What the exercise asks :: Locate the lines of the listing below that hold "collections", then copy each of them.

- Opening Delimiter -

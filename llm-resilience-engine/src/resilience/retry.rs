//! Retry manager with classification-driven decisions and adaptive backoff.
//!
//! Every call is tracked under an operation key: the operation name, or the
//! name plus a hash of the call's arguments for [`RetryManager::run_with_args`].
//! Each key owns a [`RetryStats`] record and, when enabled, a circuit breaker
//! from the shared [`CircuitBreakerRegistry`].
//!
//! Per attempt:
//!
//! 1. an open breaker fails the call with [`RetryError::CircuitOpen`]
//!    without invoking the operation, keeping the error of the previous
//!    attempt if there was one
//! 2. a success is recorded and reported to the breaker
//! 3. a failure is classified; a fail-fast classification or the last
//!    attempt reports the failure to the breaker and returns the original
//!    error, anything else sleeps for the backoff delay and retries
//!
//! Only the final failure of a call is reported to the breaker, so one
//! retried call weighs the same as one unretried call.
//!
//! # Example
//!
//! ```no_run
//! use llm_resilience_engine::classifier::ErrorClassifier;
//! use llm_resilience_engine::resilience::{CircuitBreakerRegistry, RetryManager};
//! use llm_resilience_core::domain::RetryConfig;
//! use std::sync::Arc;
//!
//! # async fn example() -> Result<(), Box<dyn std::error::Error>> {
//! let manager = RetryManager::new(
//!     Arc::new(ErrorClassifier::default()),
//!     Arc::new(CircuitBreakerRegistry::default()),
//!     RetryConfig::default(),
//! );
//!
//! let value = manager
//!     .run("search.query", None, || async { Ok::<_, std::io::Error>(42) })
//!     .await?;
//! # Ok(())
//! # }
//! ```

use dashmap::DashMap;
use llm_resilience_core::domain::{
    BackoffStrategy, CircuitBreakerSnapshot, ClassifiedError, ErrorCategory, ErrorContext,
    RetryAttempt, RetryConfig, RetryStats,
};
use metrics::counter;
use std::collections::hash_map::DefaultHasher;
use std::collections::HashMap;
use std::future::Future;
use std::hash::{Hash, Hasher};
use std::sync::Arc;
use std::time::Duration;
use thiserror::Error;
use tokio::time::Instant;
use tokio_util::sync::CancellationToken;
use tracing::{debug, info, warn};

use super::backoff::compute_delay;
use super::circuit_breaker::CircuitBreaker;
use super::registry::CircuitBreakerRegistry;
use crate::classifier::ErrorClassifier;

/// Failure rate above which the adaptive policy stretches the base delay.
const HIGH_FAILURE_RATE: f64 = 0.7;
/// Base delay multiplier applied for keys above [`HIGH_FAILURE_RATE`].
const SLOWDOWN_FACTOR: f64 = 1.5;
/// Smallest base delay used once an attempt hit a rate limit.
pub const RATE_LIMIT_MIN_DELAY: Duration = Duration::from_secs(5);

/// Retry errors
#[derive(Debug, Error)]
pub enum RetryError<E> {
    /// The key's breaker is open; the operation was not invoked again.
    /// `last_error` holds the failure of an earlier attempt of this call.
    #[error("Circuit breaker is open for {name}")]
    CircuitOpen {
        name: String,
        last_error: Option<E>,
        attempts: u32,
    },

    /// The operation failed and no further attempt will be made
    #[error("Operation failed after {attempts} attempt(s): {error}")]
    Failed {
        error: E,
        attempts: u32,
        classification: Box<ClassifiedError>,
    },

    /// A retry wait was cancelled
    #[error("Retry cancelled after {attempts} attempt(s)")]
    Cancelled { last_error: Option<E>, attempts: u32 },
}

impl<E> RetryError<E> {
    /// Returns the operation's own error, unchanged.
    pub fn into_inner(self) -> Option<E> {
        match self {
            RetryError::Failed { error, .. } => Some(error),
            RetryError::CircuitOpen { last_error, .. }
            | RetryError::Cancelled { last_error, .. } => last_error,
        }
    }

    pub fn attempts(&self) -> u32 {
        match self {
            RetryError::CircuitOpen { attempts, .. }
            | RetryError::Failed { attempts, .. }
            | RetryError::Cancelled { attempts, .. } => *attempts,
        }
    }

    pub fn classification(&self) -> Option<&ClassifiedError> {
        match self {
            RetryError::Failed { classification, .. } => Some(classification),
            _ => None,
        }
    }
}

/// Builds the key used for stats and breakers of a call with arguments.
pub fn operation_key<A: Hash + ?Sized>(operation: &str, args: &A) -> String {
    let mut hasher = DefaultHasher::new();
    args.hash(&mut hasher);
    format!("{}:{:016x}", operation, hasher.finish())
}

/// Executes operations with bounded, classified, adaptive retries.
pub struct RetryManager {
    classifier: Arc<ErrorClassifier>,
    breakers: Arc<CircuitBreakerRegistry>,
    default_config: RetryConfig,
    stats: DashMap<String, RetryStats>,
    shutdown: CancellationToken,
}

impl RetryManager {
    pub fn new(
        classifier: Arc<ErrorClassifier>,
        breakers: Arc<CircuitBreakerRegistry>,
        default_config: RetryConfig,
    ) -> Self {
        Self {
            classifier,
            breakers,
            default_config,
            stats: DashMap::new(),
            shutdown: CancellationToken::new(),
        }
    }

    pub fn default_config(&self) -> &RetryConfig {
        &self.default_config
    }

    /// Runs `f` under the operation's own key.
    pub async fn run<F, Fut, T, E>(
        &self,
        operation: &str,
        config: Option<&RetryConfig>,
        f: F,
    ) -> Result<T, RetryError<E>>
    where
        F: FnMut() -> Fut,
        Fut: Future<Output = Result<T, E>>,
        E: std::fmt::Display,
    {
        self.execute(operation, operation.to_string(), config, None, f)
            .await
    }

    /// Runs `f` under a key derived from the operation name and `args`.
    pub async fn run_with_args<A, F, Fut, T, E>(
        &self,
        operation: &str,
        args: &A,
        config: Option<&RetryConfig>,
        f: F,
    ) -> Result<T, RetryError<E>>
    where
        A: Hash + ?Sized,
        F: FnMut() -> Fut,
        Fut: Future<Output = Result<T, E>>,
        E: std::fmt::Display,
    {
        self.execute(operation, operation_key(operation, args), config, None, f)
            .await
    }

    /// Runs `f` with an extra token that cancels this call's retry waits.
    pub async fn run_with_token<F, Fut, T, E>(
        &self,
        operation: &str,
        config: Option<&RetryConfig>,
        token: &CancellationToken,
        f: F,
    ) -> Result<T, RetryError<E>>
    where
        F: FnMut() -> Fut,
        Fut: Future<Output = Result<T, E>>,
        E: std::fmt::Display,
    {
        self.execute(operation, operation.to_string(), config, Some(token), f)
            .await
    }

    async fn execute<F, Fut, T, E>(
        &self,
        operation: &str,
        key: String,
        config: Option<&RetryConfig>,
        token: Option<&CancellationToken>,
        mut f: F,
    ) -> Result<T, RetryError<E>>
    where
        F: FnMut() -> Fut,
        Fut: Future<Output = Result<T, E>>,
        E: std::fmt::Display,
    {
        let mut config = self.effective_config(&key, config.unwrap_or(&self.default_config));
        let breaker = config
            .circuit_breaker_enabled
            .then(|| self.breakers.get_or_create(&key, &config.circuit_breaker));

        let mut attempt: u32 = 0;
        let mut last_error: Option<E> = None;

        loop {
            if self.is_cancelled(token) {
                self.record_call(operation, &key, false);
                return Err(RetryError::Cancelled {
                    last_error,
                    attempts: attempt,
                });
            }

            attempt += 1;

            if let Some(breaker) = &breaker {
                if !breaker.allow_request().await {
                    debug!("Circuit open for {}, not invoking {}", key, operation);
                    self.record_call(operation, &key, false);
                    return Err(RetryError::CircuitOpen {
                        name: key,
                        last_error,
                        attempts: attempt - 1,
                    });
                }
            }

            let started = Instant::now();
            let result = f().await;
            let elapsed = started.elapsed();

            let error = match result {
                Ok(value) => {
                    self.record_attempt(operation, &key, attempt, Duration::ZERO, true, elapsed, None);
                    self.record_call(operation, &key, true);
                    report(&breaker, elapsed, true).await;
                    if attempt > 1 {
                        info!("{} succeeded on attempt {}", operation, attempt);
                    }
                    return Ok(value);
                }
                Err(error) => error,
            };

            let context = ErrorContext::new(operation)
                .with_metadata("retry_key", key.as_str())
                .with_metadata("attempt", attempt);
            let classified = self.classifier.classify(&error, &context);

            if classified.category == ErrorCategory::RateLimit {
                config.backoff = BackoffStrategy::JitteredExponential;
                config.base_delay = config.base_delay.max(RATE_LIMIT_MIN_DELAY);
            }

            let fail_fast = classified.is_fail_fast();
            if fail_fast || attempt >= config.max_attempts {
                self.record_attempt(
                    operation,
                    &key,
                    attempt,
                    Duration::ZERO,
                    false,
                    elapsed,
                    Some(classified.category),
                );
                self.record_call(operation, &key, false);
                report(&breaker, elapsed, false).await;

                let reason = if fail_fast { "fail_fast" } else { "exhausted" };
                counter!(
                    "retry_exhausted_total",
                    "operation" => operation.to_string(),
                    "reason" => reason
                )
                .increment(1);
                warn!(
                    category = %classified.category,
                    strategy = ?classified.recovery_strategy,
                    "{} failed after {} attempt(s) ({}): {}",
                    operation,
                    attempt,
                    reason,
                    error
                );

                return Err(RetryError::Failed {
                    error,
                    attempts: attempt,
                    classification: Box::new(classified),
                });
            }

            let delay = compute_delay(&config, attempt);
            self.record_attempt(
                operation,
                &key,
                attempt,
                delay,
                false,
                elapsed,
                Some(classified.category),
            );
            debug!(
                category = %classified.category,
                "{} attempt {}/{} failed: {}. Retrying in {:?}",
                operation,
                attempt,
                config.max_attempts,
                error,
                delay
            );
            last_error = Some(error);

            if !self.wait(delay, token).await {
                info!("Retry of {} cancelled after {} attempt(s)", operation, attempt);
                self.record_call(operation, &key, false);
                return Err(RetryError::Cancelled {
                    last_error,
                    attempts: attempt,
                });
            }
        }
    }

    /// Per-call copy of `base`, adjusted from the key's history.
    pub fn effective_config(&self, key: &str, base: &RetryConfig) -> RetryConfig {
        let mut config = base.clone();
        if !config.adaptive {
            return config;
        }

        let Some(stats) = self.stats.get(key) else {
            return config;
        };
        if stats.total_attempts < config.adaptive_min_samples {
            return config;
        }

        if stats.success_rate() < config.adaptive_success_threshold {
            config.max_attempts = config.max_attempts.saturating_sub(1).max(1);
        }
        if stats.failure_rate() > HIGH_FAILURE_RATE {
            let stretched = config.base_delay.mul_f64(SLOWDOWN_FACTOR);
            config.base_delay = stretched.min(config.max_delay);
        }

        debug!(
            "Adaptive policy for {}: max_attempts={}, base_delay={:?}",
            key, config.max_attempts, config.base_delay
        );
        config
    }

    fn is_cancelled(&self, token: Option<&CancellationToken>) -> bool {
        self.shutdown.is_cancelled() || token.is_some_and(|t| t.is_cancelled())
    }

    /// Sleeps for `delay`; returns false if cancelled first.
    async fn wait(&self, delay: Duration, token: Option<&CancellationToken>) -> bool {
        let call_cancelled = async {
            match token {
                Some(token) => token.cancelled().await,
                None => std::future::pending::<()>().await,
            }
        };

        tokio::select! {
            _ = tokio::time::sleep(delay) => true,
            _ = self.shutdown.cancelled() => false,
            _ = call_cancelled => false,
        }
    }

    #[allow(clippy::too_many_arguments)]
    fn record_attempt(
        &self,
        operation: &str,
        key: &str,
        attempt: u32,
        delay: Duration,
        success: bool,
        response_time: Duration,
        error_category: Option<ErrorCategory>,
    ) {
        counter!(
            "retry_attempts_total",
            "operation" => operation.to_string(),
            "outcome" => if success { "success" } else { "failure" }
        )
        .increment(1);

        self.stats
            .entry(key.to_string())
            .or_insert_with(|| RetryStats::new(operation, key))
            .record_attempt(RetryAttempt {
                attempt,
                delay,
                success,
                response_time,
                error_category,
                timestamp: chrono::Utc::now(),
            });
    }

    fn record_call(&self, operation: &str, key: &str, success: bool) {
        self.stats
            .entry(key.to_string())
            .or_insert_with(|| RetryStats::new(operation, key))
            .record_call(success);
    }

    /// Stats for every key, or only for keys of `operation`.
    pub fn operation_stats(&self, operation: Option<&str>) -> Vec<RetryStats> {
        let mut stats: Vec<RetryStats> = self
            .stats
            .iter()
            .filter(|entry| operation.map_or(true, |op| entry.value().operation == op))
            .map(|entry| entry.value().clone())
            .collect();
        stats.sort_by(|a, b| a.key.cmp(&b.key));
        stats
    }

    pub fn key_stats(&self, key: &str) -> Option<RetryStats> {
        self.stats.get(key).map(|s| s.clone())
    }

    /// Breaker snapshots keyed by operation key.
    pub async fn circuit_breaker_status(&self) -> HashMap<String, CircuitBreakerSnapshot> {
        self.breakers.snapshots().await
    }

    /// Drops recorded stats for `operation`, or for every key.
    pub fn reset_stats(&self, operation: Option<&str>) {
        match operation {
            Some(op) => self.stats.retain(|_, stats| stats.operation != op),
            None => self.stats.clear(),
        }
    }

    /// Cancels every pending retry wait; later calls return `Cancelled` immediately.
    pub fn shutdown(&self) {
        info!("Shutting down retry manager");
        self.shutdown.cancel();
    }

    pub fn is_shut_down(&self) -> bool {
        self.shutdown.is_cancelled()
    }
}

async fn report(breaker: &Option<Arc<CircuitBreaker>>, elapsed: Duration, success: bool) {
    if let Some(breaker) = breaker {
        if success {
            breaker.record_success(elapsed).await;
        } else {
            breaker.record_failure(elapsed).await;
        }
    }
}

- Closing Delimiter -

Exercise answer ::
use std::collections::hash_map::DefaultHasher;
use std::collections::HashMap;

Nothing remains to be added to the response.